The CEO confirmed to The Times that the industry does not feel comfortable with the authority. "Hopefully," he said, "in the not too distant future, the stakeholders will feel comfortable with the authority, and work towards the same vision."

It is not easy to feel comfortable with failure. The turnaround will not come about because of the presence or departure of any one person, or a whole team for that matter. Even if the prime minister does the incumbent minister the kindness of saving him further embarrassment, and removing him, a new minister will have a very steep mountain to climb.

He would do it best by adopting a completely different management style to the failed one of the present gentleman. A new minister would find it easy enough not to slip into such absurdities as offering a quick analysis of the impact of a low-cost airline (Ryanair), after just one week in local business. He might find it harder, but more profitable, to stay out of the MTA's daily shower, be only involved in approving and monitoring policy, and let it get on with its job.

The direct or indirect ministerial interference that has been going on has not helped the authority. Its CEO told The Times that part of the new team's strategy was to make the authority more "autonomous" of the ministry. "Stakeholders tended to be a bit wary of the authority because they did perceive it as being autonomous."

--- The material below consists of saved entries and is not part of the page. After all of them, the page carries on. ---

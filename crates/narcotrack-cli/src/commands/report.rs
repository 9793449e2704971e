//! Report commands
//!
//! Usage: narcotrack report current-inventory
//!        narcotrack report medication-stock <CODE>

use clap::{Args, Subcommand};
use std::error::Error;
use std::path::Path;

use narcotrack_store::reports;

#[derive(Debug, Args)]
pub struct ReportArgs {
    #[command(subcommand)]
    pub command: ReportCommand,
}

#[derive(Debug, Subcommand)]
pub enum ReportCommand {
    /// Current on-hand stock for every medication
    CurrentInventory,
    /// Stock detail for one medication
    MedicationStock(MedicationStockArgs),
}

#[derive(Debug, Args)]
pub struct MedicationStockArgs {
    /// Medication code
    pub code: String,
}

/// Execute report command
pub fn execute(db_path: &Path, args: ReportArgs) -> Result<(), Box<dyn Error>> {
    match args.command {
        ReportCommand::CurrentInventory => execute_current_inventory(db_path),
        ReportCommand::MedicationStock(stock_args) => {
            execute_medication_stock(db_path, stock_args)
        }
    }
}

fn execute_current_inventory(db_path: &Path) -> Result<(), Box<dyn Error>> {
    let conn = super::open_store(db_path)?;

    let rows = reports::current_inventory(&conn)?;
    if rows.is_empty() {
        println!("No medications registered.");
        return Ok(());
    }

    println!(
        "{:<16} {:<28} {:<14} {:>14} {:>8}",
        "CODE", "NAME", "STATUS", "ON HAND", "ENTRIES"
    );
    for row in rows {
        println!(
            "{:<16} {:<28} {:<14} {:>10.2} {:<3} {:>8}",
            row.code,
            row.name,
            row.status,
            row.balance_preferred,
            row.preferred_unit,
            row.adjustment_count
        );
    }
    Ok(())
}

fn execute_medication_stock(
    db_path: &Path,
    args: MedicationStockArgs,
) -> Result<(), Box<dyn Error>> {
    let conn = super::open_store(db_path)?;

    let report = reports::medication_stock(&conn, &args.code)?;

    println!("{} ({})", report.name, report.code);
    println!("  status:      {}", report.status);
    println!(
        "  on hand:     {:.2} {} ({} mcg)",
        report.balance_preferred, report.preferred_unit, report.balance_mcg
    );
    println!("  volume:      {:.2} ml", report.balance_ml);
    println!("  adjustments: {}", report.adjustment_count);
    Ok(())
}
impl SqliteRepo {
    /// Persist a medication (insert or update by code)
    pub fn persist_medication(conn: &Connection, medication: &Medication) -> Result<()> {
        conn.execute(
            "INSERT INTO medications (code, name, container_amount_mcg, preferred_unit, fill_volume_ml, status, created_at, updated_at)
             VALUES (?1, ?2, ?3, ?4, ?5, ?6, ?7, ?8)
             ON CONFLICT(code) DO UPDATE SET
                name = excluded.name,
                container_amount_mcg = excluded.container_amount_mcg,
                preferred_unit = excluded.preferred_unit,
                fill_volume_ml = excluded.fill_volume_ml,
                status = excluded.status,
                updated_at = excluded.updated_at",
            rusqlite::params![
                medication.code,
                medication.name,
                medication.container_amount_mcg,
                medication.preferred_unit.as_str(),
                medication.fill_volume_ml,
                medication.status.as_str(),
                medication.created_at.timestamp(),
                medication.updated_at.timestamp(),
            ],
        )
        .map_err(from_rusqlite)?;

        Ok(())
    }

    /// Persist a medication within a transaction
    pub fn persist_medication_tx(tx: &Transaction, medication: &Medication) -> Result<()> {
        Self::persist_medication(tx, medication)
    }

    /// Insert a medication, failing on a duplicate code
    pub fn insert_medication(conn: &Connection, medication: &Medication) -> Result<()> {
        conn.execute(
            "INSERT INTO medications (code, name, container_amount_mcg, preferred_unit, fill_volume_ml, status, created_at, updated_at)
             VALUES (?1, ?2, ?3, ?4, ?5, ?6, ?7, ?8)",
            rusqlite::params![
                medication.code,
                medication.name,
                medication.container_amount_mcg,
                medication.preferred_unit.as_str(),
                medication.fill_volume_ml,
                medication.status.as_str(),
                medication.created_at.timestamp(),
                medication.updated_at.timestamp(),
            ],
        )
        .map_err(from_rusqlite)?;

        Ok(())
    }

    /// Get a medication by code
    pub fn get_medication(conn: &Connection, code: &str) -> Result<Option<Medication>> {
        let mut stmt = conn
            .prepare(
                "SELECT code, name, container_amount_mcg, preferred_unit, fill_volume_ml, status, created_at, updated_at
                 FROM medications WHERE code = ?",
            )
            .map_err(from_rusqlite)?;

        let result = stmt
            .query_row([code], Self::map_medication_row)
            .optional()
            .map_err(from_rusqlite)?;

        Ok(result)
    }

    /// List all medications ordered by code
    pub fn list_medications(conn: &Connection) -> Result<Vec<Medication>> {
        let mut stmt = conn
            .prepare(
                "SELECT code, name, container_amount_mcg, preferred_unit, fill_volume_ml, status, created_at, updated_at
                 FROM medications ORDER BY code",
            )
            .map_err(from_rusqlite)?;

        let medications = stmt
            .query_map([], Self::map_medication_row)
            .map_err(from_rusqlite)?
            .collect::<std::result::Result<Vec<_>, _>>()
            .map_err(from_rusqlite)?;

        Ok(medications)
    }

    /// Update a medication's status, returning whether a row changed
    pub fn update_medication_status(
        conn: &Connection,
        code: &str,
        status: &str,
        updated_at: DateTime<Utc>,
    ) -> Result<bool> {
        let changed = conn
            .execute(
                "UPDATE medications SET status = ?2, updated_at = ?3 WHERE code = ?1",
                rusqlite::params![code, status, updated_at.timestamp()],
            )
            .map_err(from_rusqlite)?;

        Ok(changed > 0)
    }

    /// Delete a medication, returning whether a row changed
    ///
    /// The adjustments foreign key restricts this when history exists.
    pub fn delete_medication(conn: &Connection, code: &str) -> Result<bool> {
        let changed = conn
            .execute("DELETE FROM medications WHERE code = ?", [code])
            .map_err(from_rusqlite)?;

        Ok(changed > 0)
    }

    fn map_medication_row(row: &rusqlite::Row<'_>) -> rusqlite::Result<Medication> {
        let code: String = row.get(0)?;
        let name: String = row.get(1)?;
        let container_amount_mcg: i64 = row.get(2)?;
        let preferred_unit: String = row.get(3)?;
        let fill_volume_ml: f64 = row.get(4)?;
        let status: String = row.get(5)?;
        let created_at: i64 = row.get(6)?;
        let updated_at: i64 = row.get(7)?;

        let mut medication = Medication::new(
            code,
            name,
            container_amount_mcg,
            text_to(3, &preferred_unit)?,
            fill_volume_ml,
        );
        medication.status = text_to(5, &status)?;
        medication.created_at = timestamp_to_datetime(created_at);
        medication.updated_at = timestamp_to_datetime(updated_at);

        Ok(medication)
    }

    /// Insert an adjustment
    pub fn insert_adjustment(conn: &Connection, adjustment: &Adjustment) -> Result<()> {
        conn.execute(
            "INSERT INTO adjustments (id, occurred_at, event_code, medication_code, delta_mcg, reporting_period_id, reference, created_at)
             VALUES (?1, ?2, ?3, ?4, ?5, ?6, ?7, ?8)",
            rusqlite::params![
                adjustment.id,
                adjustment.occurred_at.timestamp(),
                adjustment.event.code(),
                adjustment.medication_code,
                adjustment.delta_mcg,
                adjustment.reporting_period_id,
                adjustment.reference,
                adjustment.created_at.timestamp(),
            ],
        )
        .map_err(from_rusqlite)?;

        Ok(())
    }

    /// Insert an adjustment within a transaction
    pub fn insert_adjustment_tx(tx: &Transaction, adjustment: &Adjustment) -> Result<()> {
        Self::insert_adjustment(tx, adjustment)
    }

    /// Get an adjustment by id
    pub fn get_adjustment(conn: &Connection, id: &str) -> Result<Option<Adjustment>> {
        let mut stmt = conn
            .prepare(
                "SELECT id, occurred_at, event_code, medication_code, delta_mcg, reporting_period_id, reference, created_at
                 FROM adjustments WHERE id = ?",
            )
            .map_err(from_rusqlite)?;

        let result = stmt
            .query_row([id], Self::map_adjustment_row)
            .optional()
            .map_err(from_rusqlite)?;

        Ok(result)
    }

    /// List adjustments for a reporting period, oldest first
    pub fn list_adjustments_for_period(
        conn: &Connection,
        period_id: i64,
    ) -> Result<Vec<Adjustment>> {
        let mut stmt = conn
            .prepare(
                "SELECT id, occurred_at, event_code, medication_code, delta_mcg, reporting_period_id, reference, created_at
                 FROM adjustments WHERE reporting_period_id = ?
                 ORDER BY occurred_at, id",
            )
            .map_err(from_rusqlite)?;

        let adjustments = stmt
            .query_map([period_id], Self::map_adjustment_row)
            .map_err(from_rusqlite)?
            .collect::<std::result::Result<Vec<_>, _>>()
            .map_err(from_rusqlite)?;

        Ok(adjustments)
    }

    /// Delete an adjustment, returning whether a row changed
    pub fn delete_adjustment(conn: &Connection, id: &str) -> Result<bool> {
        let changed = conn
            .execute("DELETE FROM adjustments WHERE id = ?", [id])
            .map_err(from_rusqlite)?;

        Ok(changed > 0)
    }

    /// Signed balance of a medication in canonical micrograms
    pub fn medication_balance(conn: &Connection, code: &str) -> Result<i64> {
        let balance: i64 = conn
            .query_row(
                "SELECT COALESCE(SUM(delta_mcg), 0) FROM adjustments WHERE medication_code = ?",
                [code],
                |row| row.get(0),
            )
            .map_err(from_rusqlite)?;

        Ok(balance)
    }

    fn map_adjustment_row(row: &rusqlite::Row<'_>) -> rusqlite::Result<Adjustment> {
        let id: String = row.get(0)?;
        let occurred_at: i64 = row.get(1)?;
        let event_code: String = row.get(2)?;
        let medication_code: String = row.get(3)?;
        let delta_mcg: i64 = row.get(4)?;
        let reporting_period_id: i64 = row.get(5)?;
        let reference: Option<String> = row.get(6)?;
        let created_at: i64 = row.get(7)?;

        let mut adjustment = Adjustment::new(
            id,
            timestamp_to_datetime(occurred_at),
            text_to(2, &event_code)?,
            medication_code,
            delta_mcg.abs(),
            reporting_period_id,
            reference,
        );
        // The stored delta is authoritative; keep it as written
        adjustment.delta_mcg = delta_mcg;
        adjustment.created_at = timestamp_to_datetime(created_at);

        Ok(adjustment)
    }

    /// Open a new reporting period, returning its id
    pub fn insert_period(conn: &Connection, starts_at: DateTime<Utc>) -> Result<i64> {
        conn.execute(
            "INSERT INTO reporting_periods (starts_at, ends_at, status) VALUES (?1, NULL, 'open')",
            [starts_at.timestamp()],
        )
        .map_err(from_rusqlite)?;

        Ok(conn.last_insert_rowid())
    }

    /// Get the currently open reporting period, if any
    pub fn get_open_period(conn: &Connection) -> Result<Option<ReportingPeriod>> {
        let mut stmt = conn
            .prepare(
                "SELECT id, starts_at, ends_at, status FROM reporting_periods
                 WHERE status = 'open' ORDER BY id DESC LIMIT 1",
            )
            .map_err(from_rusqlite)?;

        let result = stmt
            .query_row([], Self::map_period_row)
            .optional()
            .map_err(from_rusqlite)?;

        Ok(result)
    }

    /// Get a reporting period by id
    pub fn get_period(conn: &Connection, id: i64) -> Result<Option<ReportingPeriod>> {
        let mut stmt = conn
            .prepare("SELECT id, starts_at, ends_at, status FROM reporting_periods WHERE id = ?")
            .map_err(from_rusqlite)?;

        let result = stmt
            .query_row([id], Self::map_period_row)
            .optional()
            .map_err(from_rusqlite)?;

        Ok(result)
    }

    /// List all reporting periods, oldest first
    pub fn list_periods(conn: &Connection) -> Result<Vec<ReportingPeriod>> {
        let mut stmt = conn
            .prepare("SELECT id, starts_at, ends_at, status FROM reporting_periods ORDER BY id")
            .map_err(from_rusqlite)?;

        let periods = stmt
            .query_map([], Self::map_period_row)
            .map_err(from_rusqlite)?
            .collect::<std::result::Result<Vec<_>, _>>()
            .map_err(from_rusqlite)?;

        Ok(periods)
    }

    /// Close a reporting period, returning whether a row changed
    pub fn close_period(conn: &Connection, id: i64, ends_at: DateTime<Utc>) -> Result<bool> {
        let changed = conn
            .execute(
                "UPDATE reporting_periods SET status = 'closed', ends_at = ?2
                 WHERE id = ?1 AND status = 'open'",
                rusqlite::params![id, ends_at.timestamp()],
            )
            .map_err(from_rusqlite)?;

        Ok(changed > 0)
    }

    fn map_period_row(row: &rusqlite::Row<'_>) -> rusqlite::Result<ReportingPeriod> {
        let id: i64 = row.get(0)?;
        let starts_at: i64 = row.get(1)?;
        let ends_at: Option<i64> = row.get(2)?;
        let status: String = row.get(3)?;

        Ok(ReportingPeriod {
            id,
            starts_at: timestamp_to_datetime(starts_at),
            ends_at: ends_at.map(timestamp_to_datetime),
            status: text_to::<PeriodStatus>(3, &status)?,
        })
    }
}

The language is very careful. The substance has been blindingly clear for a very long time: with the MTA trained to walk in the park on its political master's leash, the stakeholders have become very uncomfortable. "The ministry is there to set government policy, but it is up to the authority to decide how to achieve those aims," the CEO said. "As long as we deliver, there should be no reason for the ministry to step in."

A new minister might go along with that. The present minister is too set in his ways. I somehow doubt, though, that he will assist the authority by taking it on himself to investigate who gave MaltaToday a cock and bull story about why the MTA marketing director was shoved out of the window. Will the prime minister?